+++ RECORDS FOR THIS TASK +++

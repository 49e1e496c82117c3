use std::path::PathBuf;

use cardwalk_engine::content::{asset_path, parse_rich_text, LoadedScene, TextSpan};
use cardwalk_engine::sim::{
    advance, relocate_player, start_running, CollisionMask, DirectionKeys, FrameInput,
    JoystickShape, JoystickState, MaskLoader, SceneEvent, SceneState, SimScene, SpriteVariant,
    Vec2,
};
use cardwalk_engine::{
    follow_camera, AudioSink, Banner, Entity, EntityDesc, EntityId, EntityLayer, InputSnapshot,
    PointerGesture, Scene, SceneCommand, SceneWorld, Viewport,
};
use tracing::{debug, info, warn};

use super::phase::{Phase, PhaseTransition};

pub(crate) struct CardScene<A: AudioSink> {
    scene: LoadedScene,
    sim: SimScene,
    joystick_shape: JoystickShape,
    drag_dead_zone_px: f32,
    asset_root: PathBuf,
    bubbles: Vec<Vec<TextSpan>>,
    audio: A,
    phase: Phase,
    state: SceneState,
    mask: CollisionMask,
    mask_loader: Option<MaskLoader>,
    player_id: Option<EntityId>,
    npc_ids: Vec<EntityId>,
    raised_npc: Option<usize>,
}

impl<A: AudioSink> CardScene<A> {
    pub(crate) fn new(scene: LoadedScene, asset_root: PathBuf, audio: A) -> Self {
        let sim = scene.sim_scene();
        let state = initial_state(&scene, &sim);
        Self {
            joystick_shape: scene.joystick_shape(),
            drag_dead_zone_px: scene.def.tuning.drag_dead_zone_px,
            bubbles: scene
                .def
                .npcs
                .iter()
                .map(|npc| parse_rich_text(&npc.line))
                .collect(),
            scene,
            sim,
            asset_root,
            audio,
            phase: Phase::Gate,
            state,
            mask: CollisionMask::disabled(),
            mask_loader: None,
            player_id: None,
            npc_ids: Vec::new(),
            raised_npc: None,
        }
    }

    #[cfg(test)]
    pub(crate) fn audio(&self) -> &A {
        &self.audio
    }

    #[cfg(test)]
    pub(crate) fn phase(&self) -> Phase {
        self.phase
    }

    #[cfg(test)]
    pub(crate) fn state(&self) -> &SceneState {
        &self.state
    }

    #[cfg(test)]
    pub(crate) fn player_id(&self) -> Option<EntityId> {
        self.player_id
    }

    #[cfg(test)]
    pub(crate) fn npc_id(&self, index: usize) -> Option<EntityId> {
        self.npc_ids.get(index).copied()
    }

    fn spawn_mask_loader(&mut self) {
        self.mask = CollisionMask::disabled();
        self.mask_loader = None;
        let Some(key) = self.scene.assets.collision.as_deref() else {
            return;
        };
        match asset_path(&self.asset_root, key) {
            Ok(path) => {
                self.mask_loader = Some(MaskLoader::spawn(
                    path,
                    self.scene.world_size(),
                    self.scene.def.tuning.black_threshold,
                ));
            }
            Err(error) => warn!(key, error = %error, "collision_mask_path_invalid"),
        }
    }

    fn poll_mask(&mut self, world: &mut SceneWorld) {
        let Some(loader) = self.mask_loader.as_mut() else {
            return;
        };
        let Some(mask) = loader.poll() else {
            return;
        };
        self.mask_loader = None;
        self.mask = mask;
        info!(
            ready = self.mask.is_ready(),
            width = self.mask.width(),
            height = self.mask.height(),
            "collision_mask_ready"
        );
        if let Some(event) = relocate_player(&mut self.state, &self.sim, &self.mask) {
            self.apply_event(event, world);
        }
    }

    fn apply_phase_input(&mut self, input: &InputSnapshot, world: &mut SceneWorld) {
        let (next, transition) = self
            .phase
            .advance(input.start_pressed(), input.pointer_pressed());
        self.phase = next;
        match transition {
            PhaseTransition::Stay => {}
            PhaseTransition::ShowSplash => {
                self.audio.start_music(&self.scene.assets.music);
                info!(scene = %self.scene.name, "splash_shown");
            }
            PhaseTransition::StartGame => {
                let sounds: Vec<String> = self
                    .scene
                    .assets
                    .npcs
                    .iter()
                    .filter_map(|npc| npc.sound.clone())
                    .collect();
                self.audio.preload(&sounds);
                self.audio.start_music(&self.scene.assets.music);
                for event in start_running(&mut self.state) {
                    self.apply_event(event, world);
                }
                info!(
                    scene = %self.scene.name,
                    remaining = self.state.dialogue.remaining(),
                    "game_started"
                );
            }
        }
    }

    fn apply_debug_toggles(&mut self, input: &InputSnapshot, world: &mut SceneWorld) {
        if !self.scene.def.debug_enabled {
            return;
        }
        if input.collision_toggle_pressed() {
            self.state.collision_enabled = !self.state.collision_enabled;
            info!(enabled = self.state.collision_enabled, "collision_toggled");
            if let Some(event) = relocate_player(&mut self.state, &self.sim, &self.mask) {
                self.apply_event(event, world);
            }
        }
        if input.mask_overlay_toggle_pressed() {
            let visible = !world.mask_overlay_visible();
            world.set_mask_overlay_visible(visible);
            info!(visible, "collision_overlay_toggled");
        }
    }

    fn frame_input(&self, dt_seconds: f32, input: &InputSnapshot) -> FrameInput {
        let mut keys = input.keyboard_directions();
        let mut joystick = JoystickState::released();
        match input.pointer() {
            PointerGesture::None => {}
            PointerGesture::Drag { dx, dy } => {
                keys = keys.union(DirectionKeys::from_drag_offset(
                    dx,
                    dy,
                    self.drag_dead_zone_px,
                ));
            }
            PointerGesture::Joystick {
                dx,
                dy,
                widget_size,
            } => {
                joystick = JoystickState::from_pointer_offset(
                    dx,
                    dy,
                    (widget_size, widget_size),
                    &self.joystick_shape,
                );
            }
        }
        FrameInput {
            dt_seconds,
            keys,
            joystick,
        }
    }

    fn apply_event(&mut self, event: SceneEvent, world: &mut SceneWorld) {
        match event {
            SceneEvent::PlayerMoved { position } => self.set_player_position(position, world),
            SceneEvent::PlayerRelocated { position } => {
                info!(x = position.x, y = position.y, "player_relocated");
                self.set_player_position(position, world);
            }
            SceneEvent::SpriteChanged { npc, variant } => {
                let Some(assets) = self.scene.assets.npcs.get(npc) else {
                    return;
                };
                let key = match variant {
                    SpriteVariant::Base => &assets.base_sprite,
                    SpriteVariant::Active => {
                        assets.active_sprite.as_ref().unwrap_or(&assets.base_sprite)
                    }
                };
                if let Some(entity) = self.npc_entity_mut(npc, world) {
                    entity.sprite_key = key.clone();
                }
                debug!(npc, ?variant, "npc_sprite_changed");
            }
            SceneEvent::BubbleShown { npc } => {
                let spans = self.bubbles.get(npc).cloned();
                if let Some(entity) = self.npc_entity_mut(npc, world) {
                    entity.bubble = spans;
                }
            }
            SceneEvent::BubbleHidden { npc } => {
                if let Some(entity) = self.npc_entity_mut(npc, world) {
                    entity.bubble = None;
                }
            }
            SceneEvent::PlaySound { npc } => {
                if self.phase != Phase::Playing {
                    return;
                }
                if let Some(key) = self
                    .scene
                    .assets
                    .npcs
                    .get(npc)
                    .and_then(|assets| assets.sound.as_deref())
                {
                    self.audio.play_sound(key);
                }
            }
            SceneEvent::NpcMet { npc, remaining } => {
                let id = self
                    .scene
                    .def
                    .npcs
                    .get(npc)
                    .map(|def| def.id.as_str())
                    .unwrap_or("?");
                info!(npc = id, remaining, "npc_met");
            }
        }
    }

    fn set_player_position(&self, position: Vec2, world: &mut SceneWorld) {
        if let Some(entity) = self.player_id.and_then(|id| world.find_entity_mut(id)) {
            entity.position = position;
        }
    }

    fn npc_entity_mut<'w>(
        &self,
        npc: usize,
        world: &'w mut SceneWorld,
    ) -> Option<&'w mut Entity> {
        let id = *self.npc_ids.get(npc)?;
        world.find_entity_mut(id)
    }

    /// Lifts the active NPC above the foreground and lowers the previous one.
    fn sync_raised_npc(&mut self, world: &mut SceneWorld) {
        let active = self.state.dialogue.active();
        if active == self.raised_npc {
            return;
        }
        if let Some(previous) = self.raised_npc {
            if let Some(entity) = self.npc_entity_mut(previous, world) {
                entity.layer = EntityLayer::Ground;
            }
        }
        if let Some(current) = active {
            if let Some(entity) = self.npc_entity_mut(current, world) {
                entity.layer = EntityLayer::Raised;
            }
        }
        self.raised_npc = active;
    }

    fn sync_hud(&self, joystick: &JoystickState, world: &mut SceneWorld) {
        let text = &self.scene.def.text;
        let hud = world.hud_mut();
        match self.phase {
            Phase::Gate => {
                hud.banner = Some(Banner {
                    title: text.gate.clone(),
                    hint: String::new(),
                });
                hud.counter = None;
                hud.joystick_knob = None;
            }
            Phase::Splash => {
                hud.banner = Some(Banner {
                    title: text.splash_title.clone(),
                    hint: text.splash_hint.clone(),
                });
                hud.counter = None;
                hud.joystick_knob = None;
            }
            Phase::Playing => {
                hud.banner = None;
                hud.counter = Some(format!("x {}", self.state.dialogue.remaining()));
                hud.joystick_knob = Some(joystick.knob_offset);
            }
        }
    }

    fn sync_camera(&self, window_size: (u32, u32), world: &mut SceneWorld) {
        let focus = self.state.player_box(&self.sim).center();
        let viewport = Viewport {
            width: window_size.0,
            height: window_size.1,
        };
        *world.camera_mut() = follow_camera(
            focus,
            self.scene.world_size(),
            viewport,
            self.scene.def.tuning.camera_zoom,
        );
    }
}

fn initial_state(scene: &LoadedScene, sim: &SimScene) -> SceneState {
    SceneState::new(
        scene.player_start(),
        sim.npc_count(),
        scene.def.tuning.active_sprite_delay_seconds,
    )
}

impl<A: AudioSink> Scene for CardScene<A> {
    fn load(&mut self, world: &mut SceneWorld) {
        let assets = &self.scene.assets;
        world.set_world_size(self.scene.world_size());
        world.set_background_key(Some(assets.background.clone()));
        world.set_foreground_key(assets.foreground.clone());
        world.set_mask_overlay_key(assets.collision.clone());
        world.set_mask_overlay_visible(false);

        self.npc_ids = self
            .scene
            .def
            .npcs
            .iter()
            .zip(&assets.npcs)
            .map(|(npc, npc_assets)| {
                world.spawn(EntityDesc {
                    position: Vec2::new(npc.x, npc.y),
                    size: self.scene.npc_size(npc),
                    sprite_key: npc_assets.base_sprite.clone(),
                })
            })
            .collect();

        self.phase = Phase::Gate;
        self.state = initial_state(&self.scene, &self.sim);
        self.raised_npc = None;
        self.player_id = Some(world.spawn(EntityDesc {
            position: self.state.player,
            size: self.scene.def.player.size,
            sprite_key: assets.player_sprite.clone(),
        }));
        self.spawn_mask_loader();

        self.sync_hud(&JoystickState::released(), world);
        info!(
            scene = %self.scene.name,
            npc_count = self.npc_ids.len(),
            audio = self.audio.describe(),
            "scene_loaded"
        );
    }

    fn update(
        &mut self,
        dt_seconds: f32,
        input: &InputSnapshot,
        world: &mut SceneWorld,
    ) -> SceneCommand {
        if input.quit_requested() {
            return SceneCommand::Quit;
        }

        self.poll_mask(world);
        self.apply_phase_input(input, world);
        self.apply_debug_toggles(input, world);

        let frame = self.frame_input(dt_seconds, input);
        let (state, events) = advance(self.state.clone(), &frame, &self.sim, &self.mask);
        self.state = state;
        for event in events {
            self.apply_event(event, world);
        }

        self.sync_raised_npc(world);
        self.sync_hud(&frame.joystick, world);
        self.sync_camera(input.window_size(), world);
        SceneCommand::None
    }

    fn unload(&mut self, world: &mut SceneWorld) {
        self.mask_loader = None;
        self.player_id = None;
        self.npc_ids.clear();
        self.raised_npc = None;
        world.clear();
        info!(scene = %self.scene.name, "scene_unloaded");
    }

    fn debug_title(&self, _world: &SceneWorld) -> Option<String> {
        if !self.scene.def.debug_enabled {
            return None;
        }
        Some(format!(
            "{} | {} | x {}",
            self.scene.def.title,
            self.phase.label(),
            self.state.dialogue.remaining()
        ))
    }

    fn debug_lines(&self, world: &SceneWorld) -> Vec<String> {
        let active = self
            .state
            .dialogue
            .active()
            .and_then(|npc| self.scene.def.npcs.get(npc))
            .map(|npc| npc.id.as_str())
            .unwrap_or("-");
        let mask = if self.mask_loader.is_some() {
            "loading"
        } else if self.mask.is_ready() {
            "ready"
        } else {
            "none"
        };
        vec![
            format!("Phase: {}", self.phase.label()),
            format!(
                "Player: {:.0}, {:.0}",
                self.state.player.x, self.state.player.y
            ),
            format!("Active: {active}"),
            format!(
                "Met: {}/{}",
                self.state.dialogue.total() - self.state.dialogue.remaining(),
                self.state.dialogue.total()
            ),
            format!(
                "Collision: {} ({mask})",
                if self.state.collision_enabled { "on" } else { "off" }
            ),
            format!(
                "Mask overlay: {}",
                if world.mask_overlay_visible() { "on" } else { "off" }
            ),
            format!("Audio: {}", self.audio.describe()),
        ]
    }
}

+++

Within the listing above, how many lines hold the string "PhaseTransition"? Answer with the number only.

4